Assignment: What you return should be the lines from the first line of the records below through the line holding "pub trait EventSink: Send", unchanged.

▽

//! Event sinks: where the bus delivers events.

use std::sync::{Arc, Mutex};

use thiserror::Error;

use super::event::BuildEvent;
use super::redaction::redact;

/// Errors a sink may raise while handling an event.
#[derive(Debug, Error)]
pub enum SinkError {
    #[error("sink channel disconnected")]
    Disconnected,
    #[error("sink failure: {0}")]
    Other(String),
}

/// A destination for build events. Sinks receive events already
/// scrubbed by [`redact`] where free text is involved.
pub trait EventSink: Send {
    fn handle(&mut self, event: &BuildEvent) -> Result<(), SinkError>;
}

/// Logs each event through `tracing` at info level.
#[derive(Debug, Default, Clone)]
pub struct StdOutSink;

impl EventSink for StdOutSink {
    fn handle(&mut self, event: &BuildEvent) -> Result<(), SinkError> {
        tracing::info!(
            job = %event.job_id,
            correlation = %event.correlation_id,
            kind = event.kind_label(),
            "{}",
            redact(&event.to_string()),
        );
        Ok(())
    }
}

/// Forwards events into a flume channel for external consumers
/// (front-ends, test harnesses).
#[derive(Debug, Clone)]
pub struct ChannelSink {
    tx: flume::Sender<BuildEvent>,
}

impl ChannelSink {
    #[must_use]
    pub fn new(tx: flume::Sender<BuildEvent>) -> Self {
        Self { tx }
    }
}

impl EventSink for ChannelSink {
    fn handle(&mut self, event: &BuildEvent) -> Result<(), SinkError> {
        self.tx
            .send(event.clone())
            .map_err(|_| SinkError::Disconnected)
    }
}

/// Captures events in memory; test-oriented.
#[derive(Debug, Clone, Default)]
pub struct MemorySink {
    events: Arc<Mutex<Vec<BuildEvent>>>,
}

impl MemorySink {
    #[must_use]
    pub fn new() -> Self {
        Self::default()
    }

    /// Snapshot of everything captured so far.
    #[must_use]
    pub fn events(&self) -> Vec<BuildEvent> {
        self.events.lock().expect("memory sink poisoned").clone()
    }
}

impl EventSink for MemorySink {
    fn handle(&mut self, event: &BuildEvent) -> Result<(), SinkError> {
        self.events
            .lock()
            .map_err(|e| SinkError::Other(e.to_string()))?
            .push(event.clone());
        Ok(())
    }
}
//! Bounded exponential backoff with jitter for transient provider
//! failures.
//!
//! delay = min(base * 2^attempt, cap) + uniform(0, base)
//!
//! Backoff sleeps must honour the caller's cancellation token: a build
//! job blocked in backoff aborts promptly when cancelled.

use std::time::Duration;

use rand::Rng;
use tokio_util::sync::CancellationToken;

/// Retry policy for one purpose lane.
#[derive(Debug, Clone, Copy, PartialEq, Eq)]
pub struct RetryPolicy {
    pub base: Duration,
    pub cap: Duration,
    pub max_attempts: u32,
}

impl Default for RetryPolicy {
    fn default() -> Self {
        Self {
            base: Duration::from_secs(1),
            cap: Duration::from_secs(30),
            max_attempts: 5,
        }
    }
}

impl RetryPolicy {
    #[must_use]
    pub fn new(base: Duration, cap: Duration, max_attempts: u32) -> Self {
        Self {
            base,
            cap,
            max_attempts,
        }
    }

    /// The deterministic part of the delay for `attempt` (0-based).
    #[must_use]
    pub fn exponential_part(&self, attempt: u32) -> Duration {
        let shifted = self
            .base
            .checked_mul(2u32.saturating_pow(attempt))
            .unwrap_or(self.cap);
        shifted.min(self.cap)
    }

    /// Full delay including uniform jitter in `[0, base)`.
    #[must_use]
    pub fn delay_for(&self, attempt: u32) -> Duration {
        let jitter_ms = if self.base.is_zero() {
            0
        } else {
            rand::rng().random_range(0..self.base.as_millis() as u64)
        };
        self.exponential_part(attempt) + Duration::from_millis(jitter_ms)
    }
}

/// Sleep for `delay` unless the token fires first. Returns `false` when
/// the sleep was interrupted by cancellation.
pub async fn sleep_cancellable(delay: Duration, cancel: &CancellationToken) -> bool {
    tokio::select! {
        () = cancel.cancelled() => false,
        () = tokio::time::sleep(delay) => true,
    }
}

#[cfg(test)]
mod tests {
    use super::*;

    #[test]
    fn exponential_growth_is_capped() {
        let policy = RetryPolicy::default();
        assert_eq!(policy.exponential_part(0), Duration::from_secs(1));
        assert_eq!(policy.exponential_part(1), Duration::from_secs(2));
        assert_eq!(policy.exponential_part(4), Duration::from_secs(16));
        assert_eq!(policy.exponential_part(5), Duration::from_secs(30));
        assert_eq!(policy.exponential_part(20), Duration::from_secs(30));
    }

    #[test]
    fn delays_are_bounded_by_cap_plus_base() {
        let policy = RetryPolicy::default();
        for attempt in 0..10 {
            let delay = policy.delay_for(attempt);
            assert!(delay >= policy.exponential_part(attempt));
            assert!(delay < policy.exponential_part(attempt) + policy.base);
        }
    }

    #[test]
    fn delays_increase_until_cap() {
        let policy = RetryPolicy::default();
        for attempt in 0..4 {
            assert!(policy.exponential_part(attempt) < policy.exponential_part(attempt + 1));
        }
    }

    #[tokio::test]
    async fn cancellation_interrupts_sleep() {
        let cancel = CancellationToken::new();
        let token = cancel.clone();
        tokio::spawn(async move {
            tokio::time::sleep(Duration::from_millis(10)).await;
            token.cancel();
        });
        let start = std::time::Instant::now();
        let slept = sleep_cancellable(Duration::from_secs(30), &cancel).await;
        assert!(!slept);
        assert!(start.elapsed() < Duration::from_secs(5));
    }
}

△

Answer:
//! Event sinks: where the bus delivers events.

use std::sync::{Arc, Mutex};

use thiserror::Error;

use super::event::BuildEvent;
use super::redaction::redact;

/// Errors a sink may raise while handling an event.
#[derive(Debug, Error)]
pub enum SinkError {
    #[error("sink channel disconnected")]
    Disconnected,
    #[error("sink failure: {0}")]
    Other(String),
}

/// A destination for build events. Sinks receive events already
/// scrubbed by [`redact`] where free text is involved.
pub trait EventSink: Send {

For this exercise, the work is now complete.